Performance Improvement

Health and Safety in Manufacturing: 4 Tips for Employers

Health and safety in manufacturing is manageable if you know what you’re doing. Here’s what you need to do to keep your workers safe.

Keeping your employees safe is a full-time job. Health and safety in manufacturing are in a league of their own.

Manufacturing employees face a unique set of risks every day, from muscle injuries to slipping hazards to dust. In order to protect your employees, you have to be at the top of your game.

Here are four essential tips to help you keep your employees safe every day.

1. Hunt for Hazards (and Control Them)

First things first: you need to be on the prowl for potential hazards in your workplace. To determine the unique risks that your employees face, you have to analyze the nature of the work they do for you. Are they asked to do a lot of heavy lifting? Do they work around liquids, creating potential slipping hazards?

The Occupational Safety and Health Administration (OSHA) offers extensive industry guidelines that you can use as a compliance checklist.

From there, you need to address the hazards you identify. This can generally be done in four steps:

  1. See if you can take steps to eliminate the hazard
  2. If it cannot be eliminated, substitute it for something safer
  3. Try to isolate people from the hazard (i.e. machines completing a task instead of a person)
  4. Implement administrative controls, like safety policies

Your goal is to get rid of the threat. Failing that, you have to change the way that people work so that the hazard isn’t an issue.

2. Implement Ongoing Safety Training

Part of this process is implementing ongoing safety training programs for your workers.

For example, let’s say you have new employees. It should be mandatory for those employees to attend safety training before they’re allowed to join the workplace. These programs should be run by a trained safety instructor who ensures that employees know their rights and responsibilities.

But current employees aren’t off the hook either. You should institute periodic safety training programs for current employees to get a refresher on safe workplace procedures. If a policy or procedure changes, employees should be trained to do the procedure the new way.

3. Seek Resources

The best way to make safety training a part of your regular workplace roster is to always look for new safety resources. After all, regulations and safety procedures change all the time. If you’re not looking to learn, how can you expect your employees to keep learning?

For example, OSHA and your industry association are good places to start. Many insurance companies will also provide safety training services to qualifying members.

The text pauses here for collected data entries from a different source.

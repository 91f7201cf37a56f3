//! Form Embed Snippet
//!
//! Two-line HTML a customer pastes into their site: a placeholder `<div>` and
//! the public, unauthenticated embed script for the form.

pub fn embed_script_url(public_origin: &str, form_id: &str) -> String {
    format!(
        "{}/public/v1/forms/{}/embed.js",
        public_origin.trim_end_matches('/'),
        form_id
    )
}

pub fn embed_snippet(public_origin: &str, form_id: &str) -> String {
    format!(
        "<div id=\"crm-form-{id}\"></div>\n<script src=\"{src}\"></script>",
        id = form_id,
        src = embed_script_url(public_origin, form_id)
    )
}

#[cfg(test)]
mod tests {
    use super::*;

    #[test]
    fn test_snippet_is_two_lines() {
        let snippet = embed_snippet("https://crm.example.com/", "f-42");
        let lines: Vec<_> = snippet.lines().collect();
        assert_eq!(
            lines,
            vec![
                r#"<div id="crm-form-f-42"></div>"#,
                r#"<script src="https://crm.example.com/public/v1/forms/f-42/embed.js"></script>"#,
            ]
        );
    }
}
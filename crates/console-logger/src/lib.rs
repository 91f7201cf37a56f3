//! Console Logger
//!
//! A `tracing-subscriber` fmt layer for the browser. Each event is buffered
//! into one line and handed to the `console` method matching its level, so
//! errors and warnings keep their devtools styling and filtering.
//!
//! Timestamps are disabled: `SystemTime` is unavailable on wasm32 and the
//! console adds its own.

use std::io;

use tracing::{Level, Metadata};
use tracing_subscriber::fmt::MakeWriter;

/// Error returned when a global subscriber is already installed
pub type InitError = Box<dyn std::error::Error + Send + Sync + 'static>;

/// Install the console subscriber as the global default
pub fn init(max_level: Level) -> Result<(), InitError> {
    tracing_subscriber::fmt()
        .with_writer(ConsoleMakeWriter)
        .with_max_level(max_level)
        .without_time()
        .with_ansi(false)
        .with_target(false)
        .try_init()
}

/// Console method an event is routed to
#[derive(Debug, Clone, Copy, PartialEq, Eq)]
pub enum ConsoleMethod {
    Error,
    Warn,
    Info,
    Debug,
    Log,
}

impl From<Level> for ConsoleMethod {
    fn from(level: Level) -> Self {
        if level == Level::ERROR {
            ConsoleMethod::Error
        } else if level == Level::WARN {
            ConsoleMethod::Warn
        } else if level == Level::INFO {
            ConsoleMethod::Info
        } else if level == Level::DEBUG {
            ConsoleMethod::Debug
        } else {
            ConsoleMethod::Log
        }
    }
}

#[derive(Debug, Clone, Copy, Default)]
pub struct ConsoleMakeWriter;

impl<'a> MakeWriter<'a> for ConsoleMakeWriter {
    type Writer = ConsoleWriter;

    fn make_writer(&'a self) -> Self::Writer {
        ConsoleWriter::new(ConsoleMethod::Log)
    }

    fn make_writer_for(&'a self, meta: &Metadata<'_>) -> Self::Writer {
        ConsoleWriter::new(ConsoleMethod::from(*meta.level()))
    }
}

/// Collects one formatted event; emits it when dropped
pub struct ConsoleWriter {
    method: ConsoleMethod,
    buffer: Vec<u8>,
}

impl ConsoleWriter {
    fn new(method: ConsoleMethod) -> Self {
        Self { method, buffer: Vec::with_capacity(128) }
    }

    /// The buffered event without the trailing newline fmt appends
    fn line(&self) -> Option<String> {
        let text = String::from_utf8_lossy(&self.buffer);
        let text = text.trim_end_matches(['\n', '\r']);
        (!text.is_empty()).then(|| text.to_string())
    }
}

impl io::Write for ConsoleWriter {
    fn write(&mut self, buf: &[u8]) -> io::Result<usize> {
        self.buffer.extend_from_slice(buf);
        Ok(buf.len())
    }

    fn flush(&mut self) -> io::Result<()> {
        Ok(())
    }
}

impl Drop for ConsoleWriter {
    fn drop(&mut self) {
        if let Some(line) = self.line() {
            emit(self.method, &line);
        }
    }
}

#[cfg(target_arch = "wasm32")]
fn emit(method: ConsoleMethod, line: &str) {
    use wasm_bindgen::JsValue;
    use web_sys::console;

    let value = JsValue::from_str(line);
    match method {
        ConsoleMethod::Error => console::error_1(&value),
        ConsoleMethod::Warn => console::warn_1(&value),
        ConsoleMethod::Info => console::info_1(&value),
        ConsoleMethod::Debug => console::debug_1(&value),
        ConsoleMethod::Log => console::log_1(&value),
    }
}

// Native builds (unit tests) have no console object
#[cfg(not(target_arch = "wasm32"))]
fn emit(_method: ConsoleMethod, line: &str) {
    eprintln!("{}", line);
}

#[cfg(test)]
mod tests {
    use super::*;
    use std::io::Write;

    #[test]
    fn test_level_routing() {
        assert_eq!(ConsoleMethod::from(Level::ERROR), ConsoleMethod::Error);
        assert_eq!(ConsoleMethod::from(Level::WARN), ConsoleMethod::Warn);
        assert_eq!(ConsoleMethod::from(Level::TRACE), ConsoleMethod::Log);
    }

    #[test]
    fn test_writer_joins_partial_writes() {
        let mut writer = ConsoleWriter::new(ConsoleMethod::Info);
        write!(writer, " INFO [Session] ").unwrap();
        writeln!(writer, "Signed in").unwrap();
        assert_eq!(writer.line().as_deref(), Some(" INFO [Session] Signed in"));
    }

    #[test]
    fn test_empty_writer_emits_nothing() {
        let writer = ConsoleWriter::new(ConsoleMethod::Debug);
        assert_eq!(writer.line(), None);
    }
}
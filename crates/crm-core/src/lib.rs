//! CRM Client Core
//!
//! Framework-free layer of the CRM web client:
//! - models: wire types for the REST API
//! - session / routes: authenticated session and route guard
//! - mutation: server-confirmed local updates
//! - remote / draft: view state shared by every page
//! - error / feedback: error taxonomy and user-facing messages

pub mod config;
pub mod draft;
pub mod embed;
pub mod error;
pub mod feedback;
pub mod models;
pub mod mutation;
pub mod remote;
pub mod routes;
pub mod session;
pub mod validation;

pub use config::ApiConfig;
pub use draft::Draft;
pub use error::{ApiError, ApiResult, CrmError, ErrorDetail};
pub use remote::Remote;
pub use session::{Session, TokenStorage};
//! Auth Endpoints
//!
//! Sent without a bearer token, so a 401 here is a plain error and never
//! touches the session.

use crm_core::models::{LoginRequest, RegisterRequest, TokenResponse};
use crm_core::ApiResult;

use super::ApiClient;

impl ApiClient {
    fn anonymous(&self) -> ApiClient {
        ApiClient::new(self.config.clone(), None)
    }

    pub async fn login(&self, request: &LoginRequest) -> ApiResult<TokenResponse> {
        self.anonymous().post("/auth/login", request).await
    }

    pub async fn register(&self, request: &RegisterRequest) -> ApiResult<()> {
        self.anonymous().post_unit("/auth/register", request).await
    }
}
//! Client Configuration
//!
//! Resolved at compile time from optional environment variables, since a
//! wasm bundle has no process environment at runtime:
//!
//! - `CRM_API_URL`: versioned API base (default `http://localhost:8000/api/v1`)
//! - `CRM_LOG_LEVEL`: `trace`, `debug`, `info`, `warn` or `error` (default `info`)

use tracing::Level;

pub const DEFAULT_API_BASE: &str = "http://localhost:8000/api/v1";
const API_PREFIX: &str = "/api/v1";

#[derive(Debug, Clone, PartialEq, Eq)]
pub struct ApiConfig {
    api_base: String,
}

impl ApiConfig {
    pub fn new(api_base: &str) -> Self {
        let trimmed = api_base.trim().trim_end_matches('/');
        let api_base = if trimmed.is_empty() { DEFAULT_API_BASE } else { trimmed };
        Self { api_base: api_base.to_string() }
    }

    pub fn from_env() -> Self {
        Self::new(option_env!("CRM_API_URL").unwrap_or(DEFAULT_API_BASE))
    }

    pub fn api_base(&self) -> &str {
        &self.api_base
    }

    /// Absolute URL for an API path such as `/contacts`
    pub fn endpoint(&self, path: &str) -> String {
        format!("{}/{}", self.api_base, path.trim_start_matches('/'))
    }

    /// Origin serving the public embed scripts (the API base without `/api/v1`)
    pub fn public_origin(&self) -> &str {
        self.api_base.strip_suffix(API_PREFIX).unwrap_or(&self.api_base)
    }
}

impl Default for ApiConfig {
    fn default() -> Self {
        Self::new(DEFAULT_API_BASE)
    }
}

pub fn parse_log_level(raw: Option<&str>) -> Level {
    match raw.map(|s| s.trim().to_ascii_lowercase()).as_deref() {
        Some("trace") => Level::TRACE,
        Some("debug") => Level::DEBUG,
        Some("warn") => Level::WARN,
        Some("error") => Level::ERROR,
        _ => Level::INFO,
    }
}

pub fn log_level() -> Level {
    parse_log_level(option_env!("CRM_LOG_LEVEL"))
}

#[cfg(test)]
mod tests {
    use super::*;

    #[test]
    fn test_endpoint_join() {
        let config = ApiConfig::new("https://api.example.com/api/v1/");
        assert_eq!(config.api_base(), "https://api.example.com/api/v1");
        assert_eq!(config.endpoint("/contacts"), "https://api.example.com/api/v1/contacts");
        assert_eq!(config.endpoint("websites/"), "https://api.example.com/api/v1/websites/");
    }

    #[test]
    fn test_public_origin() {
        assert_eq!(ApiConfig::default().public_origin(), "http://localhost:8000");
        assert_eq!(ApiConfig::new("https://crm.io/api/v1").public_origin(), "https://crm.io");
        assert_eq!(ApiConfig::new("https://crm.io/v2").public_origin(), "https://crm.io/v2");
        assert_eq!(ApiConfig::new("  ").api_base(), DEFAULT_API_BASE);
    }

    #[test]
    fn test_log_level() {
        assert_eq!(parse_log_level(Some("DEBUG")), Level::DEBUG);
        assert_eq!(parse_log_level(Some("bogus")), Level::INFO);
        assert_eq!(parse_log_level(None), Level::INFO);
    }
}
//! Delete Confirm Button Component
//!
//! Inline two-step delete: the first click only arms the button.

use leptos::prelude::*;

/// Shows "Delete"; once clicked, shows "Delete?" with confirm/cancel.
#[component]
pub fn DeleteConfirmButton(
    #[prop(into, default = "btn-link danger".to_string())] button_class: String,
    #[prop(into)] on_confirm: Callback<()>,
) -> impl IntoView {
    let (armed, set_armed) = signal(false);

    view! {
        <Show
            when=move || armed.get()
            fallback=move || {
                let class = button_class.clone();
                view! {
                    <button
                        class=class
                        on:click=move |ev| {
                            ev.stop_propagation();
                            set_armed.set(true);
                        }
                    >
                        "Delete"
                    </button>
                }
            }
        >
            <span class="delete-confirm">
                <span class="delete-confirm-text">"Delete?"</span>
                <button
                    class="confirm-btn"
                    on:click=move |ev| {
                        ev.stop_propagation();
                        set_armed.set(false);
                        on_confirm.run(());
                    }
                >
                    "Yes"
                </button>
                <button
                    class="cancel-btn"
                    on:click=move |ev| {
                        ev.stop_propagation();
                        set_armed.set(false);
                    }
                >
                    "No"
                </button>
            </span>
        </Show>
    }
}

4. Check, Double-Check, and Check Again

Finally, you have to keep on checking for hazards on a regular basis. Part of this is building a rock-solid workplace safety culture. Your employees should feel comfortable going to their manager if they see a safety issue, and they should feel confident that their manager will address the problem they raise.

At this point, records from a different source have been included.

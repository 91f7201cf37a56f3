//! Lead Capture Forms
//!
//! Forms belong to a website and are rendered on third-party pages through
//! the public embed script.

use serde::{Deserialize, Serialize};
use serde_json::{Map, Value};

use super::{deserialize_id, Entity};

#[derive(Debug, Clone, Copy, PartialEq, Eq, Serialize, Deserialize, Default)]
#[serde(rename_all = "lowercase")]
pub enum FieldType {
    #[default]
    Text,
    Email,
    Number,
    Textarea,
    Select,
    Checkbox,
}

impl FieldType {
    /// Value for an `<input type=...>` attribute
    pub fn input_type(&self) -> &'static str {
        match self {
            FieldType::Text | FieldType::Select => "text",
            FieldType::Email => "email",
            FieldType::Number => "number",
            FieldType::Textarea => "textarea",
            FieldType::Checkbox => "checkbox",
        }
    }
}

#[derive(Debug, Clone, PartialEq, Serialize, Deserialize)]
pub struct FormField {
    #[serde(deserialize_with = "deserialize_id")]
    pub id: String,
    pub key: String,
    pub label: String,
    #[serde(default)]
    pub field_type: FieldType,
    #[serde(default)]
    pub required: bool,
    #[serde(default)]
    pub order: i32,
    #[serde(default)]
    pub options: Option<Vec<String>>,
    #[serde(default)]
    pub placeholder: Option<String>,
}

#[derive(Debug, Clone, PartialEq, Serialize, Deserialize)]
pub struct Form {
    #[serde(deserialize_with = "deserialize_id")]
    pub id: String,
    pub name: String,
    #[serde(deserialize_with = "deserialize_id")]
    pub website_id: String,
    #[serde(default)]
    pub settings: Map<String, Value>,
    #[serde(default)]
    pub fields: Vec<FormField>,
    #[serde(default)]
    pub created_at: String,
}

impl Form {
    /// Fields in display order
    pub fn ordered_fields(&self) -> Vec<FormField> {
        let mut fields = self.fields.clone();
        fields.sort_by_key(|f| f.order);
        fields
    }
}

impl Entity for Form {
    fn id(&self) -> &str {
        &self.id
    }
}

#[derive(Debug, Clone, PartialEq, Serialize)]
pub struct FormFieldDraft {
    pub key: String,
    pub label: String,
    pub field_type: FieldType,
    pub required: bool,
    pub order: i32,
    #[serde(skip_serializing_if = "Option::is_none")]
    pub placeholder: Option<String>,
}

impl FormFieldDraft {
    fn required(key: &str, label: &str, field_type: FieldType, order: i32, placeholder: &str) -> Self {
        Self {
            key: key.to_string(),
            label: label.to_string(),
            field_type,
            required: true,
            order,
            placeholder: Some(placeholder.to_string()),
        }
    }
}

/// Body of `POST /websites/{id}/forms`
#[derive(Debug, Clone, PartialEq, Serialize)]
pub struct FormDraft {
    pub name: String,
    pub settings: Map<String, Value>,
    pub fields: Vec<FormFieldDraft>,
}

impl FormDraft {
    /// New contact form with the standard name / email / message fields
    pub fn contact_form(name: &str) -> Self {
        Self {
            name: name.trim().to_string(),
            settings: Map::new(),
            fields: vec![
                FormFieldDraft::required("name", "Full Name", FieldType::Text, 0, "Your Name"),
                FormFieldDraft::required("email", "Email Address", FieldType::Email, 1, "you@example.com"),
                FormFieldDraft::required("message", "Message", FieldType::Textarea, 2, "How can we help?"),
            ],
        }
    }
}

#[derive(Debug, Clone, PartialEq, Default, Deserialize)]
pub struct FormStats {
    #[serde(default)]
    pub submission_count: u64,
    #[serde(default)]
    pub last_submission: Option<String>,
}

#[cfg(test)]
mod tests {
    use super::*;

    #[test]
    fn test_ordered_fields() {
        let form: Form = serde_json::from_str(
            r#"{"id":"f1","name":"Contact","website_id":"w1","fields":[
                {"id":"b","key":"email","label":"Email","field_type":"email","order":1},
                {"id":"a","key":"name","label":"Name","field_type":"text","order":0,"required":true}
            ]}"#,
        )
        .unwrap();
        let keys: Vec<_> = form.ordered_fields().into_iter().map(|f| f.key).collect();
        assert_eq!(keys, vec!["name", "email"]);
        assert!(form.settings.is_empty());
    }

    #[test]
    fn test_contact_form_defaults() {
        let draft = FormDraft::contact_form(" Contact Us ");
        assert_eq!(draft.name, "Contact Us");
        let keys: Vec<_> = draft.fields.iter().map(|f| (f.key.as_str(), f.order)).collect();
        assert_eq!(keys, vec![("name", 0), ("email", 1), ("message", 2)]);
        assert!(draft.fields.iter().all(|f| f.required));
        let json = serde_json::to_value(&draft).unwrap();
        assert_eq!(json["fields"][2]["field_type"], "textarea");
    }
}
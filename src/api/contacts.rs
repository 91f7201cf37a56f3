use crm_core::models::{Contact, ContactDraft, ContactSummary, ContactUpdate};
use crm_core::ApiResult;

use super::{segment, ApiClient};

impl ApiClient {
    pub async fn list_contacts(&self) -> ApiResult<Vec<Contact>> {
        self.get("/contacts").await
    }

    pub async fn create_contact(&self, draft: &ContactDraft) -> ApiResult<Contact> {
        self.post("/contacts", draft).await
    }

    pub async fn contact_summary(&self, id: &str) -> ApiResult<ContactSummary> {
        self.get(&format!("/contacts/{}/summary", segment(id))).await
    }

    pub async fn update_contact(&self, id: &str, update: &ContactUpdate) -> ApiResult<Contact> {
        self.put(&format!("/contacts/{}", segment(id)), update).await
    }

    pub async fn delete_contact(&self, id: &str) -> ApiResult<()> {
        self.delete(&format!("/contacts/{}", segment(id))).await
    }
}
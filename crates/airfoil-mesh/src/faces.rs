//! Triangle indices for the two side strips of the lofted ring.

use crate::RingLayout;

/// Emit `12(n - 1)` indices: the whole upper strip, then the whole lower strip.
///
/// Triangles wind counter-clockwise seen from outside, so their geometric
/// normals agree with the vertex normals. The leading and trailing edges are
/// zero-width and get no faces of their own.
pub fn face_indices(layout: RingLayout) -> Vec<u32> {
    let mut indices = Vec::with_capacity(layout.index_count());
    let mut push = |tri: [usize; 3]| indices.extend(tri.map(|i| i as u32));
    let segments = layout.stations() - 1;

    for i in 0..segments {
        let (front, back) = (layout.top_front(i), layout.top_back(i));
        push([front, back, back + 1]);
        push([back + 1, front + 1, front]);
    }
    for i in 0..segments {
        let (front, back) = (layout.bottom_front(i), layout.bottom_back(i));
        push([back, front, front + 1]);
        push([front + 1, back + 1, back]);
    }

    indices
}
use airfoil_math::Transform;

use crate::TriangleMesh;

/// Relabel axes so the chord runs along -Z (forward is +Z) and up stays +Y.
pub fn apply_z_forward(mesh: &mut TriangleMesh) {
    mesh.transform(&Transform::z_forward());
}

This also involves creating an environment where your employees look out for each other. Spend some time encouraging workplace bonding and a communicative culture – you’ll be amazed by how much it benefits your safety program.

Mastering Health and Safety in Manufacturing

Health and safety in manufacturing is an undertaking, but it’s not an impossible battle by any stretch of the imagination. You just have to be willing to do your homework and commit to finding the right resources.

We can help with that.

EHS Insight offers top-of-the-line EHS software to employers just like you – companies that think about sending their workers home to their families just as much as their bottom line. Click here to check out pricing for our safety software, or use our contact page to find out more about how we can help you create a safer working environment.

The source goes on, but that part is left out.